At the roots of almost all of today's electronic devices lie semiconductors. These integrated circuits (ICs) stem from a variety of semiconductor technologies, which have evolved to satisfy requirements like lower power, less noise, more broadband coverage, or simply the need to squeeze higher integration into smaller, cheaper packages. In reaction to these trends, high-frequency engineers have found new ways to leverage gallium arsenide (GaAs), gallium nitride (GaN), silicon germanium (SiGe), indium phosphide (InP), and other semiconductor process technologies. As these technologies have evolved, however, they have not eliminated the more standard technologies like complementary-metaloxide- semiconductor (CMOS) processes. Instead, process enhancements and advances in optolithography are enabling smaller feature sizes and making CMOS and other technologies capable of tackling new and more demanding applications. The result is a myriad of semiconductors that can serve all aspects of the high-frequency market ranging from the most demanding military and satellite applications to access points for IEEE 802.11x wireless local-area networks (WLANs).
As can be said for most of the engineering world, research into military applications still drives many breakthrough semiconductor developments. At the 2007 International Electron Devices Meeting in Washington, DC this past December, Northrop Grumman (www.northropgrumman.com) announced that it has produced and demonstrated an InP-based high-electron mobility transistor (HEMT) with a maximum frequency of operation of more than 1000 GHz or greater than 1 THz. This device will support the military's need for higher frequency and bandwidth in future communications, radar, and intelligence applications. Tests conducted by NASA's Jet Propulsion Laboratory in Pasadena, CA validated the ultra-fast transistor by measuring a three-stage millimeter-wave-integrated-circuit (MMIC) amplifier at 340 GHz with greater than 15-dB gain.
In recent years, the NASA (www.nasa.gov) Glenn Sensors and Electronics Branch has been developing silicon carbide (SiC) as a material for advanced semiconductor electronicdevice applications. According to NASA, SiC devices have repeatedly demonstrated proper operation at temperatures as high as +650C while conventional silicon-based electronics are limited to +350C. Research in NASA's SiC laboratory is focused on developing the base crystal growth and device-fabrication technologies that are needed to produce a family of SiC electronic devices and circuits.
This past September, the NASA researchers announced that they succeeded in extending the life of this high-temperature chip. In the past, ICs could not withstand more than a few hours of high temperatures before degrading or failing. Yet this chip exceeded 1700 hours of continuous operation at +500C. The SiC differential-amplifier IC may provide benefits to anything requiring long-lasting electronic circuits in very hot environments. In fact, silicon carbide's ability to function in high-temperature, high-power, and high-radiation conditions is expected to enable large performance enhancements to a wide variety of systems and applications.

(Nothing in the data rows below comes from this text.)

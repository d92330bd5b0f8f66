//! Markdown reporter for GitHub-flavored Markdown output
//!
//! Generates a comparison table suitable for README files, pull request
//! comments, or design notes.

use super::{row_cells, COLUMNS};
use crate::models::{ComparisonReport, Layout};
use anyhow::Result;
use chrono::Local;

/// Render report as GitHub-flavored Markdown
pub fn render(report: &ComparisonReport) -> Result<String> {
    let mut md = String::new();

    md.push_str(&render_header(report));
    md.push('\n');
    md.push_str(&render_table(report));
    md.push('\n');
    md.push_str(&render_takeaways(report));
    md.push_str(&render_footer());

    Ok(md)
}

fn render_header(report: &ComparisonReport) -> String {
    let timestamp = Local::now().format("%Y-%m-%d %H:%M:%S");
    format!(
        "# Mooring Configuration Comparison\n\n**Turbines: {}**\n\nGenerated: {}\n",
        report.turbines, timestamp
    )
}

fn render_table(report: &ComparisonReport) -> String {
    let mut md = String::new();
    md.push_str(&format!("| {} |\n", COLUMNS.join(" | ")));
    md.push_str(&format!("|{}\n", "---|".repeat(COLUMNS.len())));
    for result in &report.results {
        let cells: Vec<String> = row_cells(result)
            .iter()
            .map(|c| c.replace('|', "\\|"))
            .collect();
        md.push_str(&format!("| {} |\n", cells.join(" | ")));
    }
    md
}

/// Short deltas of shared vs baseline, when both are present
fn render_takeaways(report: &ComparisonReport) -> String {
    let (Some(baseline), Some(shared)) = (report.get(Layout::Baseline), report.get(Layout::Shared))
    else {
        return String::new();
    };

    let mut md = String::from("## Shared vs Baseline\n\n");
    md.push_str(&format!(
        "- Cost: {:+.2} M USD\n",
        shared.total_cost - baseline.total_cost
    ));
    md.push_str(&format!(
        "- Seabed footprint: {:+.2} m²\n",
        shared.seabed_footprint - baseline.seabed_footprint
    ));
    md.push_str(&format!(
        "- Risk index: {} → {}\n\n",
        baseline.risk_index, shared.risk_index
    ));
    md
}

fn render_footer() -> String {
    format!(
        "---\n\n*Generated by moorcompare v{}*\n",
        env!("CARGO_PKG_VERSION")
    )
}
//! JSX-safety: tree-level escaping and a conservative text sanitizer.
//!
//! The tree pass turns braces in text into character references and drops
//! `style` attributes. [`sanitize_mdx_text`] then re-walks the serialized body
//! outside code: it rewrites autolinks, self-closes void elements, quotes
//! attribute values, strips comments and escapes whatever `<`, `{` or `}`
//! could still be read as JSX. Running it on its own output changes nothing.

use devmdx_core::code_fence::FenceTracker;
use devmdx_core::tag::{TagAttr, TagKind, is_custom_element, is_void_element, parse_tag_at};
use devmdx_core::tree::rewrite_nodes;
use devmdx_core::{Diagnostics, Node, SourceLocation, Tree};

use super::{Pass, PassContext};

/// Escapes braces in text nodes and removes style attributes.
#[derive(Debug, Default, Clone, Copy)]
pub struct JsxSafety;

impl Pass for JsxSafety {
    fn name(&self) -> &str {
        "jsx-safety"
    }

    fn run(&self, tree: Tree, _cx: &mut PassContext<'_>) -> Tree {
        let children = rewrite_nodes(tree.children, &mut |node| match node {
            Node::Text { value } => escape_braces(value),
            Node::Element {
                name,
                attrs,
                children,
            } => vec![Node::Element {
                name,
                attrs: without_style(attrs),
                children,
            }],
            Node::Component {
                name,
                props,
                children,
            } => vec![Node::Component {
                name,
                props: without_style(props),
                children,
            }],
            other => vec![other],
        });
        Tree {
            frontmatter: tree.frontmatter,
            children,
        }
    }
}

fn without_style(attrs: Vec<(String, String)>) -> Vec<(String, String)> {
    attrs
        .into_iter()
        .filter(|(name, _)| !name.eq_ignore_ascii_case("style"))
        .collect()
}

fn escape_braces(value: String) -> Vec<Node> {
    if !value.contains(['{', '}']) {
        return vec![Node::Text { value }];
    }
    let mut out = Vec::new();
    let mut buffer = String::new();
    for c in value.chars() {
        if c == '{' || c == '}' {
            if !buffer.is_empty() {
                out.push(Node::text(std::mem::take(&mut buffer)));
            }
            out.push(Node::CharRef { ch: c });
        } else {
            buffer.push(c);
        }
    }
    if !buffer.is_empty() {
        out.push(Node::text(buffer));
    }
    out
}

/// A tag written to the sanitized output.
#[derive(Debug)]
struct TagEvent {
    name: String,
    kind: TagKind,
    /// Byte offset of `<` in the output.
    offset: usize,
    /// Rendered length.
    len: usize,
    line: usize,
}

/// Makes serialized MDX body text safe for a JSX-aware parser.
///
/// Tags left unbalanced are escaped as text with a warning, except custom
/// elements and components, whose scope cannot be recovered: those raise a
/// fatal diagnostic.
pub fn sanitize_mdx_text(text: &str, diagnostics: &mut Diagnostics) -> String {
    let mut out = String::with_capacity(text.len());
    let mut fence = FenceTracker::new();
    let mut events = Vec::new();

    for (index, line) in text.split_inclusive('\n').enumerate() {
        let (content, newline) = match line.strip_suffix('\n') {
            Some(content) => (content, "\n"),
            None => (line, ""),
        };
        if fence.consume(fence_content(content)) {
            out.push_str(line);
            continue;
        }
        sanitize_line(content, index + 1, &mut out, &mut events);
        out.push_str(newline);
    }

    repair_unbalanced(out, &events, diagnostics)
}

/// Strips container prefixes (quote markers, list markers) so fences nested in
/// block quotes and list items are tracked.
fn fence_content(line: &str) -> &str {
    let mut rest = line;
    loop {
        let trimmed = rest.trim_start_matches([' ', '\t', '>']);
        let trimmed = match trimmed.as_bytes() {
            [b'-' | b'*' | b'+', b' ', ..] => &trimmed[2..],
            _ => {
                let digits = trimmed.bytes().take_while(u8::is_ascii_digit).count();
                match trimmed.as_bytes().get(digits..digits + 2) {
                    Some([b'.' | b')', b' ']) if digits > 0 => &trimmed[digits + 2..],
                    _ => trimmed,
                }
            }
        };
        if trimmed.len() == rest.len() {
            return rest;
        }
        rest = trimmed;
    }
}

fn sanitize_line(line: &str, line_no: usize, out: &mut String, events: &mut Vec<TagEvent>) {
    let mut i = 0;
    while let Some(c) = line[i..].chars().next() {
        match c {
            '\\' => {
                out.push('\\');
                i += 1;
                if let Some(next) = line[i..].chars().next() {
                    out.push(next);
                    i += next.len_utf8();
                }
            }
            '`' => {
                let run = line[i..].bytes().take_while(|&b| b == b'`').count();
                let end = match find_code_span_close(line, i + run, run) {
                    Some(close) => close + run,
                    None => i + run,
                };
                out.push_str(&line[i..end]);
                i = end;
            }
            '{' => {
                out.push_str("&#123;");
                i += 1;
            }
            '}' => {
                out.push_str("&#125;");
                i += 1;
            }
            '<' => i = sanitize_angle(line, i, line_no, out, events),
            c => {
                out.push(c);
                i += c.len_utf8();
            }
        }
    }
}

/// Finds a closing backtick run of exactly `run` characters at or after `from`.
fn find_code_span_close(line: &str, from: usize, run: usize) -> Option<usize> {
    let bytes = line.as_bytes();
    let mut i = from;
    while i < bytes.len() {
        if bytes[i] == b'`' {
            let len = bytes[i..].iter().take_while(|&&b| b == b'`').count();
            if len == run {
                return Some(i);
            }
            i += len;
        } else {
            i += 1;
        }
    }
    None
}

/// Handles a `<` at `i`, returning the offset to continue from.
fn sanitize_angle(
    line: &str,
    i: usize,
    line_no: usize,
    out: &mut String,
    events: &mut Vec<TagEvent>,
) -> usize {
    let rest = &line[i..];
    if rest.starts_with("<!--") {
        if let Some(end) = rest.find("-->") {
            return i + end + 3;
        }
        out.push_str("&lt;");
        return i + 1;
    }
    if let Some((len, label, target)) = autolink(rest) {
        out.push_str(&format!("[{}]({target})", escape_label(label)));
        return i + len;
    }
    if let Some(tag) = parse_tag_at(line, i) {
        let (rendered, kind) = render_tag(&tag.name, tag.kind, &tag.attrs);
        events.push(TagEvent {
            name: tag.name.clone(),
            kind,
            offset: out.len(),
            len: rendered.len(),
            line: line_no,
        });
        out.push_str(&rendered);
        return tag.end;
    }
    out.push_str("&lt;");
    i + 1
}

/// Recognizes `<scheme:...>` and `<user@host>` autolinks.
fn autolink(rest: &str) -> Option<(usize, &str, String)> {
    let end = rest.find('>')?;
    let inner = &rest[1..end];
    if inner.is_empty() || inner.contains(|c: char| c.is_whitespace() || c == '<') {
        return None;
    }
    if let Some((scheme, _)) = inner.split_once(':') {
        let valid = (2..=32).contains(&scheme.len())
            && scheme.starts_with(|c: char| c.is_ascii_alphabetic())
            && scheme
                .chars()
                .all(|c| c.is_ascii_alphanumeric() || matches!(c, '+' | '-' | '.'));
        return valid.then(|| (end + 1, inner, inner.to_string()));
    }
    let (local, domain) = inner.split_once('@')?;
    let valid = !local.is_empty()
        && domain.contains('.')
        && !domain.starts_with('.')
        && !domain.ends_with('.');
    valid.then(|| (end + 1, inner, format!("mailto:{inner}")))
}

fn escape_label(label: &str) -> String {
    let mut out = String::with_capacity(label.len());
    for c in label.chars() {
        if matches!(c, '\\' | '*' | '_' | '[' | ']' | '`') {
            out.push('\\');
        }
        out.push(c);
    }
    out
}

/// Renders a tag with quoted attributes, no `style`, void elements self-closed.
fn render_tag(name: &str, kind: TagKind, attrs: &[TagAttr]) -> (String, TagKind) {
    if kind == TagKind::Close {
        return (format!("</{name}>"), kind);
    }
    let mut rendered = format!("<{name}");
    for attr in attrs {
        if attr.name.eq_ignore_ascii_case("style") {
            continue;
        }
        rendered.push(' ');
        rendered.push_str(&attr.name);
        if let Some(value) = &attr.value {
            rendered.push_str("=\"");
            rendered.push_str(&value.replace('"', "&quot;"));
            rendered.push('"');
        }
    }
    if kind == TagKind::SelfClosing || is_void_element(name) {
        rendered.push_str(" />");
        (rendered, TagKind::SelfClosing)
    } else {
        rendered.push('>');
        (rendered, TagKind::Open)
    }
}

fn repair_unbalanced(mut out: String, events: &[TagEvent], diagnostics: &mut Diagnostics) -> String {
    let mut stack: Vec<usize> = Vec::new();
    let mut unmatched: Vec<usize> = Vec::new();
    for (index, event) in events.iter().enumerate() {
        match event.kind {
            TagKind::SelfClosing => {}
            TagKind::Open => stack.push(index),
            TagKind::Close => match stack.iter().rposition(|&open| events[open].name == event.name) {
                Some(position) => {
                    unmatched.extend(stack.drain(position + 1..));
                    stack.pop();
                }
                None => unmatched.push(index),
            },
        }
    }
    unmatched.extend(stack);
    unmatched.sort_by_key(|&index| std::cmp::Reverse(events[index].offset));

    for index in unmatched {
        let event = &events[index];
        let location = SourceLocation::new(event.line, 1);
        if is_custom_element(&event.name) {
            diagnostics.fatal_at(
                format!("unbalanced <{}> cannot be made JSX-safe", event.name),
                location,
            );
            continue;
        }
        let span = event.offset..event.offset + event.len;
        let escaped = out[span.clone()]
            .replacen('<', "&lt;", 1)
            .replace('{', "&#123;")
            .replace('}', "&#125;");
        out.replace_range(span, &escaped);
        diagnostics.warn_at(
            format!("unbalanced <{}> escaped as text", event.name),
            location,
        );
    }
    out
}

#[cfg(test)]
mod tests {
    use super::*;

    fn sanitize(text: &str) -> (String, Diagnostics) {
        let mut diagnostics = Diagnostics::new("doc.mdx");
        let out = sanitize_mdx_text(text, &mut diagnostics);
        (out, diagnostics)
    }

    #[test]
    fn escapes_braces_outside_code() {
        let (out, _) = sanitize("Example {'cpu': 'ppc'} and `{kept}`\n\n```js\nconst a = {};\n```\n");
        assert_eq!(
            out,
            "Example &#123;'cpu': 'ppc'&#125; and `{kept}`\n\n```js\nconst a = {};\n```\n"
        );
    }

    #[test]
    fn fences_inside_list_items_are_skipped() {
        let text = "- item\n\n  ```\n  {x}\n  ```\n";
        assert_eq!(sanitize(text).0, text);
    }

    #[test]
    fn rewrites_autolinks() {
        let (out, _) = sanitize("See <https://example.com/a_b> or <team@example.com>.\n");
        assert_eq!(
            out,
            "See [https://example.com/a\\_b](https://example.com/a_b) or [team@example.com](mailto:team@example.com).\n"
        );
    }

    #[test]
    fn normalizes_tags() {
        let (out, diagnostics) =
            sanitize("a<br>b <img src=x.png alt='say \"hi\"'> <sup style=\"color:red\">1</sup>\n");
        assert!(diagnostics.is_empty());
        assert_eq!(
            out,
            "a<br />b <img src=\"x.png\" alt=\"say &quot;hi&quot;\" /> <sup>1</sup>\n"
        );
    }

    #[test]
    fn strips_comments_and_escapes_stray_angles() {
        let (out, _) = sanitize("a <!-- note --> b < c <3\n");
        assert_eq!(out, "a  b &lt; c &lt;3\n");
    }

    #[test]
    fn escapes_unbalanced_html_with_warning() {
        let (out, diagnostics) = sanitize("<div>\n\ntext </span>\n");
        assert_eq!(out, "&lt;div>\n\ntext &lt;/span>\n");
        assert_eq!(diagnostics.len(), 2);
        assert!(!diagnostics.has_fatal());
    }

    #[test]
    fn unbalanced_component_is_fatal() {
        let (_, diagnostics) = sanitize("<Aside type=\"note\">\n\nnever closed\n");
        assert!(diagnostics.has_fatal());
    }

    #[test]
    fn output_is_a_fixed_point() {
        let input = "x {y} <br> <https://a.example> <b>bold</b> <div> `<code>`\n";
        let (once, _) = sanitize(input);
        let (twice, _) = sanitize(&once);
        assert_eq!(once, twice);
    }

    #[test]
    fn tree_pass_turns_braces_into_char_refs() {
        assert_eq!(
            escape_braces("a{b}".to_string()),
            vec![
                Node::text("a"),
                Node::CharRef { ch: '{' },
                Node::text("b"),
                Node::CharRef { ch: '}' },
            ]
        );
    }
}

In the commercial arena, research and development continues to push the evolution of process technologies like SiGe, GaAs, and GaN. To meet wireless-infrastructure needs, for instance, MAXIM Integrated Products (www.maxim-ic.com) recently spawned a SiGe high-linearity, up-/downconverting, 815-to-1000- MHz mixer. The MAX2029 was designed specifically for two-and-a-half-generation (2.5G)/third-generation (3G) wirelessinfrastructure applications (Fig. 1). When configured as an upconverter, this single IC provides a +39-dBm input thirdorder intercept, -71 dBc local oscillation (LO) 2 intermediate-frequency (IF) suppression, and a conversion loss of only 6 dB. As a downconverter, the MAX2029 delivers an input third-order intercept point of +36.5 dBm, a +27-dBm output power at 1-dB compression, 6.5 dB conversion loss, and a 6.7-dB noise figure.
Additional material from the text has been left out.